The intrigue: Sen. Mike Rounds (R-S.D.) even suggested Russian disinformation could be the source of some online messaging against the bill, telling Politico: "[S]ome people would rather not see funding for Ukraine."

State of play: Senate Republicans emerged from a conference lunch Wednesday with no consensus on the path forward — other than the urgent need for bill text to be released.

  • Senate Minority Leader Mitch McConnell (R-Ky.) seemed to open the door to a standalone funding package for Ukraine, Israel and Taiwan — potentially dropping the GOP's border conditions after months of linkage.
  • "There is bipartisan support here in the Senate for both Israel and Ukraine. Hopefully, at some point, we can get them the support they need," McConnell said.
  • "I'd still like to move forward on the border deal, but … sand's going through the hourglass," Sen. Thom Tillis (R-N.C.) said about Ukraine and Israel's military needs.

What to watch: Standalone funding for Ukraine would present its own massive hurdles, especially in the House.

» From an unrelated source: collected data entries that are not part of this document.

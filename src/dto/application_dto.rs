use serde::{Deserialize, Serialize};
use uuid::Uuid;

use crate::models::application::ApplicationStatus;

/// Body of both apply and reject requests.
#[derive(Debug, Clone, Serialize, Deserialize)]
pub struct JobRefPayload {
    pub job_id: Uuid,
}

#[derive(Debug, Clone, Serialize, Deserialize)]
pub struct UpdateStatusPayload {
    pub status: String,
}

#[derive(Debug, Clone, Serialize, Deserialize, Default)]
#[serde(default)]
pub struct ApplicationListQuery {
    pub job_id: Option<Uuid>,
    pub student_id: Option<Uuid>,
    pub status: Option<ApplicationStatus>,
}
pub mod config;
pub mod database;
pub mod dto;
pub mod error;
pub mod middleware;
pub mod models;
pub mod routes;
pub mod services;
pub mod store;
pub mod utils;

use crate::services::{
    application_service::ApplicationService, campus_service::CampusService,
    job_service::JobService, user_service::UserService,
};
use crate::store::Store;
use crate::utils::token::TokenKeys;
use std::sync::Arc;

#[derive(Clone)]
pub struct AppState {
    pub store: Arc<dyn Store>,
    pub tokens: TokenKeys,
    pub user_service: UserService,
    pub job_service: JobService,
    pub application_service: ApplicationService,
    pub campus_service: CampusService,
}

impl AppState {
    pub fn new(store: Arc<dyn Store>, tokens: TokenKeys) -> Self {
        let user_service = UserService::new(store.clone(), tokens.clone());
        let job_service = JobService::new(store.clone());
        let application_service = ApplicationService::new(store.clone());
        let campus_service = CampusService::new(store.clone());

        Self {
            store,
            tokens,
            user_service,
            job_service,
            application_service,
            campus_service,
        }
    }
}
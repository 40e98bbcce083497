use crate::error::{Error, Result};
use crate::models::application::{Application, ApplicationStatus};
use crate::models::job::Job;
use crate::models::user::User;
use crate::services::authorization::{require_admin, require_admin_or_student_self, require_student};
use crate::store::{ApplicationFilter, Store};
use chrono::{DateTime, Utc};
use std::sync::Arc;
use uuid::Uuid;

const DUPLICATE_APPLICATION: &str = "Already applied to this job";

#[derive(Clone)]
pub struct ApplicationService {
    store: Arc<dyn Store>,
}

impl ApplicationService {
    pub fn new(store: Arc<dyn Store>) -> Self {
        Self { store }
    }

    async fn load_job(&self, job_id: Uuid) -> Result<Job> {
        self.store
            .find_job(job_id)
            .await?
            .ok_or_else(|| Error::NotFound("Job not found".to_string()))
    }

    /// Creates an `Applied` record for the acting student.
    ///
    /// A job whose deadline is today still accepts applications.
    pub async fn submit(&self, actor: &User, job_id: Uuid, now: DateTime<Utc>) -> Result<Application> {
        require_student(actor, "Only students can apply to jobs")?;
        let job = self.load_job(job_id).await?;

        if !job.is_open_on(now.date_naive()) {
            return Err(Error::DeadlinePassed);
        }

        if self
            .store
            .find_application_for(actor.id, job.id)
            .await?
            .is_some()
        {
            return Err(Error::AlreadyExists(DUPLICATE_APPLICATION.to_string()));
        }

        let application = Application::new(actor.id, job.id, ApplicationStatus::Applied, now);
        match self.store.insert_application(&application).await {
            Ok(()) => {}
            // Lost a race with a concurrent submit for the same pair.
            Err(Error::AlreadyExists(_)) => {
                return Err(Error::AlreadyExists(DUPLICATE_APPLICATION.to_string()))
            }
            Err(e) => return Err(e),
        }

        tracing::info!(
            application = %application.id,
            student = %actor.id,
            job = %job.id,
            "application submitted"
        );
        Ok(application)
    }

    /// Marks the job as declined by the student, creating the record when none exists.
    ///
    /// Allowed past the deadline.
    pub async fn reject(&self, actor: &User, job_id: Uuid, now: DateTime<Utc>) -> Result<Application> {
        require_student(actor, "Only students can reject jobs")?;
        let job = self.load_job(job_id).await?;

        if let Some(existing) = self.store.find_application_for(actor.id, job.id).await? {
            return self.mark_rejected(existing, now).await;
        }

        let application = Application::new(actor.id, job.id, ApplicationStatus::Rejected, now);
        match self.store.insert_application(&application).await {
            Ok(()) => {
                tracing::info!(student = %actor.id, job = %job.id, "job rejected by student");
                Ok(application)
            }
            Err(Error::AlreadyExists(_)) => {
                let existing = self
                    .store
                    .find_application_for(actor.id, job.id)
                    .await?
                    .ok_or_else(|| Error::Internal("application vanished during reject".to_string()))?;
                self.mark_rejected(existing, now).await
            }
            Err(e) => Err(e),
        }
    }

    async fn mark_rejected(&self, mut application: Application, now: DateTime<Utc>) -> Result<Application> {
        if application.status == ApplicationStatus::Selected {
            tracing::warn!(
                application = %application.id,
                "student rejecting a job they were selected for"
            );
        }
        application.transition(ApplicationStatus::Rejected, now);
        self.store.save_application(&application).await?;
        tracing::info!(
            application = %application.id,
            student = %application.student_id,
            job = %application.job_id,
            "job rejected by student"
        );
        Ok(application)
    }

    /// Admin-only move to any status except `Applied`. Any prior status may be overwritten.
    pub async fn set_status(
        &self,
        actor: &User,
        application_id: Uuid,
        status: ApplicationStatus,
        now: DateTime<Utc>,
    ) -> Result<Application> {
        require_admin(actor, "Only admins can update application status")?;
        if !status.is_admin_target() {
            return Err(Error::InvalidStatus(format!(
                "Status must be one of Shortlisted, Selected, Rejected (got {})",
                status
            )));
        }

        let mut application = self
            .store
            .find_application(application_id)
            .await?
            .ok_or_else(|| Error::NotFound("Application not found".to_string()))?;

        let previous = application.status;
        application.transition(status, now);
        self.store.save_application(&application).await?;

        tracing::info!(
            application = %application.id,
            admin = %actor.id,
            from = %previous,
            to = %status,
            "application status updated"
        );
        Ok(application)
    }

    pub async fn get(&self, actor: &User, application_id: Uuid) -> Result<Application> {
        let application = self
            .store
            .find_application(application_id)
            .await?
            .ok_or_else(|| Error::NotFound("Application not found".to_string()))?;
        require_admin_or_student_self(
            actor,
            application.student_id,
            "Not authorized to view this application",
        )?;
        Ok(application)
    }

    /// The acting student's own applications, newest first.
    pub async fn list_mine(&self, actor: &User) -> Result<Vec<Application>> {
        require_student(actor, "Only students have applications")?;
        self.store
            .find_applications(&ApplicationFilter::for_student(actor.id))
            .await
    }

    /// Admins see everything the filter matches. Students are narrowed to their own
    /// records and may only filter by status.
    pub async fn list(&self, actor: &User, filter: ApplicationFilter) -> Result<Vec<Application>> {
        let filter = if actor.is_admin() {
            filter
        } else {
            ApplicationFilter {
                status: filter.status,
                ..ApplicationFilter::for_student(actor.id)
            }
        };
        self.store.find_applications(&filter).await
    }
}
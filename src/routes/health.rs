use axum::{http::StatusCode, response::IntoResponse, Json};
use serde_json::json;

#[utoipa::path(
    get,
    path = "/health",
    responses(
        (status = 200, description = "Service is up")
    )
)]
#[axum::debug_handler]
pub async fn health() -> impl IntoResponse {
    let body = json!({
        "status": "ok",
        "service": "placement-backend",
    });
    (StatusCode::OK, Json(body))
}
use crate::dto::campus_dto::{CreateCampusPayload, UpdateCampusPayload};
use crate::error::{Error, Result};
use crate::models::campus::Campus;
use crate::models::user::User;
use crate::services::authorization::require_admin;
use crate::store::Store;
use chrono::{DateTime, Utc};
use std::sync::Arc;
use uuid::Uuid;
use validator::Validate;

#[derive(Clone)]
pub struct CampusService {
    store: Arc<dyn Store>,
}

impl CampusService {
    pub fn new(store: Arc<dyn Store>) -> Self {
        Self { store }
    }

    pub async fn list(&self) -> Result<Vec<Campus>> {
        self.store.find_campuses().await
    }

    pub async fn get(&self, campus_id: Uuid) -> Result<Campus> {
        self.store
            .find_campus(campus_id)
            .await?
            .ok_or_else(|| Error::NotFound("Campus not found".to_string()))
    }

    pub async fn create(
        &self,
        actor: &User,
        payload: CreateCampusPayload,
        now: DateTime<Utc>,
    ) -> Result<Campus> {
        require_admin(actor, "Only admins can manage campuses")?;
        payload.validate()?;

        let name = required_text(&payload.name, "name")?;
        let location = required_text(&payload.location, "location")?;
        self.ensure_name_free(&name, None).await?;

        let campus = Campus {
            id: Uuid::new_v4(),
            name,
            location,
            description: payload.description.unwrap_or_default().trim().to_string(),
            created_at: now,
            updated_at: now,
        };
        self.store.insert_campus(&campus).await?;

        tracing::info!(campus = %campus.id, name = %campus.name, "campus created");
        Ok(campus)
    }

    pub async fn update(
        &self,
        actor: &User,
        campus_id: Uuid,
        payload: UpdateCampusPayload,
        now: DateTime<Utc>,
    ) -> Result<Campus> {
        require_admin(actor, "Only admins can manage campuses")?;
        payload.validate()?;
        let mut campus = self.get(campus_id).await?;

        if let Some(name) = payload.name.as_deref() {
            let name = required_text(name, "name")?;
            self.ensure_name_free(&name, Some(campus.id)).await?;
            campus.name = name;
        }
        if let Some(location) = payload.location.as_deref() {
            campus.location = required_text(location, "location")?;
        }
        if let Some(description) = payload.description {
            campus.description = description.trim().to_string();
        }
        campus.updated_at = now;

        self.store.save_campus(&campus).await?;
        tracing::info!(campus = %campus.id, "campus updated");
        Ok(campus)
    }

    /// Jobs keep the campus name they were posted with.
    pub async fn delete(&self, actor: &User, campus_id: Uuid) -> Result<()> {
        require_admin(actor, "Only admins can manage campuses")?;
        if !self.store.delete_campus(campus_id).await? {
            return Err(Error::NotFound("Campus not found".to_string()));
        }
        tracing::info!(campus = %campus_id, "campus deleted");
        Ok(())
    }

    async fn ensure_name_free(&self, name: &str, except: Option<Uuid>) -> Result<()> {
        match self.store.find_campus_by_name(name).await? {
            Some(existing) if Some(existing.id) != except => Err(Error::AlreadyExists(
                "Campus with this name already exists".to_string(),
            )),
            _ => Ok(()),
        }
    }
}

fn required_text(value: &str, field: &str) -> Result<String> {
    let trimmed = value.trim();
    if trimmed.is_empty() {
        return Err(Error::BadRequest(format!("{} is required", field)));
    }
    Ok(trimmed.to_string())
}

#[cfg(test)]
mod tests {
    use super::*;
    use crate::services::test_support::{admin, at, student};
    use crate::store::MemoryStore;
    use tokio_test::{assert_err, assert_ok};

    fn payload(name: &str) -> CreateCampusPayload {
        CreateCampusPayload {
            name: name.into(),
            location: "Shimla".into(),
            description: None,
        }
    }

    #[tokio::test]
    async fn names_are_unique_ignoring_case() {
        let service = CampusService::new(Arc::new(MemoryStore::new()));
        let admin = admin();

        let created = assert_ok!(service.create(&admin, payload(" BCA Himachal "), at(2025, 1, 1)).await);
        assert_eq!(created.name, "BCA Himachal");

        let err = assert_err!(service.create(&admin, payload("bca himachal"), at(2025, 1, 1)).await);
        assert!(matches!(err, Error::AlreadyExists(_)));

        let blank = assert_err!(service.create(&admin, payload("   "), at(2025, 1, 1)).await);
        assert_eq!(blank.kind(), "validation_error");
    }

    #[tokio::test]
    async fn students_read_but_cannot_write() {
        let service = CampusService::new(Arc::new(MemoryStore::new()));
        let admin = admin();
        let student = student("Raj Kumar");

        let campus = assert_ok!(service.create(&admin, payload("Pune"), at(2025, 1, 1)).await);
        let err = assert_err!(service.create(&student, payload("Delhi"), at(2025, 1, 1)).await);
        assert!(matches!(err, Error::Forbidden(_)));
        assert!(service.delete(&student, campus.id).await.is_err());

        assert_eq!(assert_ok!(service.list().await), vec![campus.clone()]);
        assert_eq!(assert_ok!(service.get(campus.id).await), campus);
    }

    #[tokio::test]
    async fn rename_keeps_own_name_and_delete_is_final() {
        let service = CampusService::new(Arc::new(MemoryStore::new()));
        let admin = admin();
        let pune = assert_ok!(service.create(&admin, payload("Pune"), at(2025, 1, 1)).await);
        assert_ok!(service.create(&admin, payload("Delhi"), at(2025, 1, 1)).await);

        let renamed = assert_ok!(
            service
                .update(
                    &admin,
                    pune.id,
                    UpdateCampusPayload {
                        name: Some("PUNE".into()),
                        ..Default::default()
                    },
                    at(2025, 1, 2),
                )
                .await
        );
        assert_eq!(renamed.name, "PUNE");

        let clash = UpdateCampusPayload {
            name: Some("delhi".into()),
            ..Default::default()
        };
        assert!(service.update(&admin, pune.id, clash, at(2025, 1, 3)).await.is_err());

        assert_ok!(service.delete(&admin, pune.id).await);
        let err = assert_err!(service.get(pune.id).await);
        assert!(matches!(err, Error::NotFound(_)));
    }
}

  • "Some people said, 'Well, I won't vote for Ukraine if I don't have a border bill.' But now some of those same people are saying, 'I don't like the border proposal,'" Sen. John Cornyn (R-Texas) mused.
  • Rep. Marjorie Taylor Greene (R-Ga.) has threatened to introduce a motion to vacate against Johnson if he allows a vote on Ukraine funding, even though the war effort has broad bipartisan support in the House.

The bottom line: There's a reason it's been decades since Congress has made any substantive change to immigration law. The policy is complicated — and the politics are dicey even in non-presidential election years.